Graph machine learning classification using architectural 3D topological models

Abstract

Some architects struggle to choose the best form of how the building meets the ground and may benefit from a suggestion based on precedents. This paper presents a novel proof of concept workflow that enables machine learning (ML) to automatically classify three-dimensional (3D) prototypes with respect to formulating the most appropriate building/ground relationship. Here, ML, a branch of artificial intelligence (AI), can ascertain the most appropriate relationship from a set of examples provided by trained architects. Moreover, the system classifies 3D prototypes of architectural precedent models based on a topological graph instead of 2D images. The system takes advantage of two primary technologies.
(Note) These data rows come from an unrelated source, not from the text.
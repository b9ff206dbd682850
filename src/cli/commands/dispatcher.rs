//! Command dispatching.
//!
//! This module provides the core command infrastructure:
//! - [`Command`] trait for implementing commands
//! - [`CommandResult`] for uniform result reporting
//! - [`CommandDispatcher`] for routing CLI subcommands

use std::path::PathBuf;

use crate::cli::args::{Cli, Commands};
use crate::config::{load_config, BootConfig};
use crate::environment::EnvironmentMarker;
use crate::error::{BootError, Result};
use crate::toolchain::{PythonToolchain, Toolchain};
use crate::ui::UserInterface;

use super::check::CheckCommand;
use super::config::ConfigCommand;
use super::report::ReportCommand;
use super::setup::SetupCommand;

/// Exit code for an unreadable or invalid configuration file.
pub const EXIT_CONFIG_ERROR: i32 = 2;

/// Trait for command implementations.
pub trait Command {
    /// Execute the command.
    ///
    /// # Arguments
    ///
    /// * `ui` - User interface for displaying output
    ///
    /// # Returns
    ///
    /// A [`CommandResult`] indicating success/failure and exit code.
    fn execute(&self, ui: &mut dyn UserInterface) -> Result<CommandResult>;
}

/// Result of command execution.
#[derive(Debug, PartialEq, Eq)]
pub struct CommandResult {
    /// Whether the command succeeded.
    pub success: bool,

    /// Exit code to use (0 for success, non-zero for failure).
    pub exit_code: i32,
}

impl CommandResult {
    /// Create a successful result.
    pub fn success() -> Self {
        Self {
            success: true,
            exit_code: 0,
        }
    }

    /// Create a failure result.
    pub fn failure(exit_code: i32) -> Self {
        Self {
            success: false,
            exit_code,
        }
    }
}

/// Dispatches CLI commands to their implementations.
pub struct CommandDispatcher {
    project_root: PathBuf,
    marker: EnvironmentMarker,
}

impl CommandDispatcher {
    /// Create a dispatcher for the given project root and environment state.
    pub fn new(project_root: PathBuf, marker: EnvironmentMarker) -> Self {
        Self {
            project_root,
            marker,
        }
    }

    fn toolchain(&self, config: &BootConfig) -> Box<dyn Toolchain> {
        Box::new(PythonToolchain::new(config, &self.marker))
    }

    /// Load configuration, then route the subcommand to its implementation.
    pub fn dispatch(&self, cli: &Cli, ui: &mut dyn UserInterface) -> Result<CommandResult> {
        let config = match load_config(&self.project_root, cli.config.as_deref()) {
            Ok(c) => c,
            Err(e @ (BootError::ConfigParseError { .. } | BootError::ConfigValidationError { .. })) => {
                ui.error(&e.to_string());
                return Ok(CommandResult::failure(EXIT_CONFIG_ERROR));
            }
            Err(e) => return Err(e),
        };

        match &cli.command {
            None | Some(Commands::Setup) => {
                let toolchain = self.toolchain(&config);
                SetupCommand::new(&self.project_root, config, self.marker.clone(), toolchain)
                    .execute(ui)
            }
            Some(Commands::Check(args)) => {
                let toolchain = self.toolchain(&config);
                CheckCommand::new(args.clone(), config, self.marker.clone(), toolchain).execute(ui)
            }
            Some(Commands::Report) => {
                let toolchain = self.toolchain(&config);
                ReportCommand::new(config, self.marker.clone(), toolchain).execute(ui)
            }
            Some(Commands::Config(args)) => ConfigCommand::new(args.clone(), config).execute(ui),
        }
    }
}

#[cfg(test)]
mod tests {
    use super::*;
    use crate::ui::MockUI;
    use clap::Parser;
    use tempfile::TempDir;

    #[test]
    fn command_result_success() {
        let result = CommandResult::success();
        assert!(result.success);
        assert_eq!(result.exit_code, 0);
    }

    #[test]
    fn command_result_failure() {
        let result = CommandResult::failure(1);
        assert!(!result.success);
        assert_eq!(result.exit_code, 1);
    }

    #[test]
    fn invalid_config_exits_with_config_code() {
        let temp = TempDir::new().unwrap();
        std::fs::write(temp.path().join(".envboot.yml"), "packages: []\n").unwrap();
        let dispatcher = CommandDispatcher::new(temp.path().to_path_buf(), EnvironmentMarker::inactive());
        let cli = Cli::parse_from(["envboot", "config"]);
        let mut ui = MockUI::new();

        let result = dispatcher.dispatch(&cli, &mut ui).unwrap();

        assert_eq!(result, CommandResult::failure(EXIT_CONFIG_ERROR));
        assert!(ui.has_error("at least one package"));
    }

    #[test]
    fn config_command_dispatches() {
        let temp = TempDir::new().unwrap();
        let dispatcher = CommandDispatcher::new(temp.path().to_path_buf(), EnvironmentMarker::inactive());
        let cli = Cli::parse_from(["envboot", "config", "--json"]);
        let mut ui = MockUI::new();

        let result = dispatcher.dispatch(&cli, &mut ui).unwrap();

        assert!(result.success);
        assert!(ui.has_emitted("\"packages\""));
    }
}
The first is a software library that enhances the representation of 3D models through non-manifold topology (Topologic). The second is an end-to-end deep graph convolutional neural network (DGCNN). The experimental workflow in this paper consists of two stages. First, a generative simulation system for a 3D prototype of architectural precedents created a large synthetic database of building/ground relationships with numerous topological variations. This geometrical model then underwent conversion into semantically rich topological dual graphs. Second, the prototype architectural graphs were imported to the DGCNN model for graph classification. While using a unique data set prevents direct comparison, our experiments have shown that the proposed workflow achieves highly accurate results that align with DGCNN’s performance on benchmark graphs. This research demonstrates the potential of AI to help designers identify the topology of architectural solutions and place them within the most relevant architectural canons.